June 12, 2024

Resident Engagement Strategy: preparation and process

by Natasha Sumboo in Uncategorised

Since October 2023, a significant element to the safety case report is the resident’s engagement strategy, a core principle of the Building Safety Act.

Submitted as part of the building assessment certificate, the resident engagement strategy is a core principle of the Building Safety Act to ensure those responsible for buildings engage with residents on safety matters. As residents play a core role in managing the safety elements of their building, the strategy is essential for capturing their observations and concerns.

The Principle Accountable Persons (PAP) must provide resident specific information to justify their building safety decisions. This is defined as any decision made by an accountable person about the management of the building, the management of building safety risks or any other decision connected to the duties of an accountable person.
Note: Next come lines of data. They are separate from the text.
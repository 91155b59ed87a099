use crate::utils::input::{non_empty, parse_lines};
use anyhow::bail;
use aoc_solver::{AocParser, ParseError, PartSolver, SolveError};
use aoc_solver_macros::AocSolver;

#[derive(AocSolver)]
#[aoc_solver(max_parts = 1)]
pub struct Solver;

/// Balanced base-5 with digits `=`, `-`, `0`, `1`, `2` (-2 to 2).
pub fn from_snafu(text: &str) -> anyhow::Result<i64> {
    let mut value: i64 = 0;
    for c in text.chars() {
        let digit = match c {
            '2' => 2,
            '1' => 1,
            '0' => 0,
            '-' => -1,
            '=' => -2,
            other => bail!("{:?} is not a SNAFU digit", other),
        };
        value = value * 5 + digit;
    }
    Ok(value)
}

pub fn to_snafu(mut n: i64) -> String {
    if n == 0 {
        return "0".to_string();
    }
    let mut digits = Vec::new();
    while n > 0 {
        let (digit, carry) = match n % 5 {
            0 => ('0', 0),
            1 => ('1', 0),
            2 => ('2', 0),
            3 => ('=', 1),
            _ => ('-', 1),
        };
        digits.push(digit);
        n = n / 5 + carry;
    }
    digits.iter().rev().collect()
}

impl AocParser for Solver {
    type SharedData<'a> = Vec<i64>;

    fn parse(input: &str) -> Result<Self::SharedData<'_>, ParseError> {
        let numbers = parse_lines(input, |line| from_snafu(line.trim()))?;
        non_empty(numbers, "fuel requirements")
    }
}

impl PartSolver<1> for Solver {
    fn solve(shared: &mut Self::SharedData<'_>) -> Result<String, SolveError> {
        let total: i64 = shared.iter().sum();
        if total < 0 {
            return Err(SolveError::Invariant(format!("negative fuel total {}", total)));
        }
        Ok(to_snafu(total))
    }
}

#[cfg(test)]
mod tests {
    use super::*;
    use aoc_solver::solve_input;

    const SAMPLE: &str = "1=-0-2\n12111\n2=0=\n21\n2=01\n111\n20012\n112\n1=-1=\n1-12\n12\n1=\n122\n";

    #[test]
    fn test_sample() {
        assert_eq!(solve_input::<Solver>(SAMPLE, 1).unwrap(), "2=-1=0");
    }

    #[test]
    fn test_conversions() {
        for (decimal, snafu) in [(1, "1"), (3, "1="), (8, "2="), (2022, "1=11-2"), (314159265, "1121-1110-1=0")] {
            assert_eq!(to_snafu(decimal), snafu);
            assert_eq!(from_snafu(snafu).unwrap(), decimal);
        }
        assert!(from_snafu("12a").is_err());
    }

    #[test]
    fn test_single_part() {
        assert!(solve_input::<Solver>(SAMPLE, 2).is_err());
    }
}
Each PAP must submit a resident engagement strategy to establish out how residents and owners over the age of 16 should be consulted on building safety decisions. The strategy should also be proportionate to the needs of the building and its’ residents. To ensure that residents safety concerns are heard and recorded, the strategy should mention a separate complaints process, especially relating to the fire and structural safety of the building.
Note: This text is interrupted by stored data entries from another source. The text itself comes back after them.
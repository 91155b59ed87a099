aoc_solver::script_main!(aoc_solutions::my_solutions::year_2018::day_01::Solver, 2);
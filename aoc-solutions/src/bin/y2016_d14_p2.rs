aoc_solver::script_main!(aoc_solutions::my_solutions::year_2016::day_14::Solver, 2);
aoc_solver::script_main!(aoc_solutions::my_solutions::year_2020::day_13::Solver, 1);
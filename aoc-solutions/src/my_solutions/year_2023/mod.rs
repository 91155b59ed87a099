pub mod day_01;
pub mod day_06;
pub mod day_08;
pub mod day_09;
pub mod day_12;
aoc_solver::script_main!(aoc_solutions::my_solutions::year_2015::day_05::Solver, 2);
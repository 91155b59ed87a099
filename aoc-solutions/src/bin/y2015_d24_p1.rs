aoc_solver::script_main!(aoc_solutions::my_solutions::year_2015::day_24::Solver, 1);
To comply with legal requirements, the PAP must:

  • Prepare a resident engagement strategy
  • Act in accordance with the strategy
  • Review and revise the strategy and keep a record of the reviews
  • Provide the latest version to each accountable person when necessary, consult residents, owners of residential units, and accountable persons about the strategy and take their opinions into account

The strategy becomes eligible from when the building is or becomes occupied and when a PAP is appointed.
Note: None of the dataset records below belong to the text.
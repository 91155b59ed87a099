//! Sequence kernels: sliding windows, pairs, combinations, permutations, counts

use itertools::Itertools;
use std::collections::{HashMap, VecDeque};
use std::hash::Hash;

/// Lazy sliding window of fixed size over any iterator.
///
/// Yields `n - k + 1` windows of length `k` in input order, and nothing when
/// `k > n`.
pub struct Windows<I: Iterator> {
    iter: I,
    size: usize,
    buffer: VecDeque<I::Item>,
}

impl<I> Iterator for Windows<I>
where
    I: Iterator,
    I::Item: Clone,
{
    type Item = Vec<I::Item>;

    fn next(&mut self) -> Option<Self::Item> {
        if self.buffer.len() == self.size {
            self.buffer.pop_front();
        }
        while self.buffer.len() < self.size {
            self.buffer.push_back(self.iter.next()?);
        }
        Some(self.buffer.iter().cloned().collect())
    }
}

/// Sliding windows of size `size` (at least 1) over `iter`.
///
/// # Panics
///
/// Panics if `size` is zero.
pub fn windows<I>(iter: I, size: usize) -> Windows<I::IntoIter>
where
    I: IntoIterator,
{
    assert!(size >= 1, "window size must be at least 1");
    Windows {
        iter: iter.into_iter(),
        size,
        buffer: VecDeque::with_capacity(size),
    }
}

/// Adjacent pairs: `n` items give `n - 1` pairs.
pub fn pairwise<I>(iter: I) -> impl Iterator<Item = (I::Item, I::Item)>
where
    I: IntoIterator,
    I::Item: Clone,
{
    iter.into_iter().tuple_windows()
}

/// All `k`-subsets in index-lexicographic order (`C(n, k)` of them).
pub fn combinations<T: Clone>(items: &[T], k: usize) -> impl Iterator<Item = Vec<T>> + '_ {
    items.iter().cloned().combinations(k)
}

/// Every ordering of `items` (`n!` of them).
pub fn permutations<T: Clone>(items: &[T]) -> impl Iterator<Item = Vec<T>> + '_ {
    items.iter().cloned().permutations(items.len())
}

/// Occurrence count of every element.
pub fn counts<I>(iter: I) -> HashMap<I::Item, usize>
where
    I: IntoIterator,
    I::Item: Eq + Hash,
{
    iter.into_iter().counts()
}

/// True when no element repeats.
pub fn all_distinct<T: Eq + Hash>(items: &[T]) -> bool {
    items.iter().all_unique()
}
Engagement strategy process

This should include information on the decisions you are asking for opinions on, in addition to feedback on where and when the work will be conducted. Sometimes you only need to ask residents and residential unit owners about specific parts of a decision that may affect them. For example, if work is required to fix a faulty fire door, inquiring about the task may be unnecessary. However, you may ask residents who may be impacted by the operations when the ideal time would be to complete the repair and how else interruptions may be minimised.

how to collect and use opinions

Potential methods to collect and utilise opinions of residents and owners of residential units include:

  • postal letters or surveys
  • a website, emails, social media, or apps
  • meetings or visits

According to the 2010 Equality Act, there is a responsibility to ensure there is no discrimination due to inaccessible information and underpins the fire safety legislation that all people can leave a building safely in the event of a fire. Therefore, it should be clear you have considered different communication needs such as additional languages and alternative formats for example, large text, easy read, braille or audio.

A housing association have used a mixture of individual appointments, email, post and telephone calls to successfully achieve high engagement with an 82% response rate. To see some examples for accommodating to people’s different communication needs, click here.

Participants should also be informed of the following:

  • describe the method for gathering, reviewing and acting on opinions
  • explain your approach to receiving feedback and making adjustments based on it
  • the amount of time residents and owners have to provide feedback and explain the timeline
  • ensure GDPR compliance when collecting and storing information

There are varying ways to assess the success of the strategy which should be conducted regularly after each action has been taken, such as:

  • record how many responses are received when you ask about a building safety decision
  • use surveys and focus groups
  • set up meetings and visits

If the results demonstrate a lack of satisfaction or little participation, you may need to adjust your strategy.

Once the strategy has been completed, the accountable persons must provide a new version of the strategy each time; a date and version will help to keep track. Each consultation period must be a minimum of 3 weeks and stated in the strategy.

If the building is new and residents are yet to move in, a staggered approach may be the most appropriate.

A review of the strategy must be conducted every two years and after:

  • every consultation of the strategy
  • a mandatory occurrence report
  • the completion of significant material alterations to the building

The resident engagement strategy will form part of the building safety case file and will be developed in tandem to it. The regulator does acknowledge that not every resident is going to be active with the management of their building safety. So long as the PAP can demonstrate they’re taking reasonable steps to engage on all relevant building safety matters, they will have fulfilled their duty.